[Stored items]

= = = = =

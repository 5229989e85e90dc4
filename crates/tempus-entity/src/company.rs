//! Company entity model.

use chrono::{DateTime, Utc};
use serde::{Deserialize, Serialize};
use sqlx::FromRow;

/// A registered company (tenant).
///
/// Companies authenticate like users do — a company account logs in with
/// its contact email to manage its own tenant.
#[derive(Debug, Clone, Serialize, Deserialize, FromRow)]
pub struct Company {
    /// Unique company identifier.
    pub id: i64,
    /// Company name.
    pub name: String,
    /// Industry sector (optional).
    pub industry: Option<String>,
    /// Email domain, unique across companies.
    pub email_domain: String,
    /// Contact email used for company login.
    pub contact_email: String,
    /// Contact phone number (optional).
    pub contact_number: Option<String>,
    /// Postal address (optional).
    pub address: Option<String>,
    /// Argon2 password hash. Absent for companies that never set one.
    #[serde(skip_serializing)]
    pub password_hash: Option<String>,
    /// When the company was registered.
    pub created_at: DateTime<Utc>,
}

= = = = =

What needs to be done: Copy every line of the data above exactly.

Written response:
repository 5229989e85e90dc4
filename crates/tempus-entity/src/company.rs
//! Company entity model.

use chrono::{DateTime, Utc};
use serde::{Deserialize, Serialize};
use sqlx::FromRow;

/// A registered company (tenant).
///
/// Companies authenticate like users do — a company account logs in with
/// its contact email to manage its own tenant.
#[derive(Debug, Clone, Serialize, Deserialize, FromRow)]
pub struct Company {
    /// Unique company identifier.
    pub id: i64,
    /// Company name.
    pub name: String,
    /// Industry sector (optional).
    pub industry: Option<String>,
    /// Email domain, unique across companies.
    pub email_domain: String,
    /// Contact email used for company login.
    pub contact_email: String,
    /// Contact phone number (optional).
    pub contact_number: Option<String>,
    /// Postal address (optional).
    pub address: Option<String>,
    /// Argon2 password hash. Absent for companies that never set one.
    #[serde(skip_serializing)]
    pub password_hash: Option<String>,
    /// When the company was registered.
    pub created_at: DateTime<Utc>,
}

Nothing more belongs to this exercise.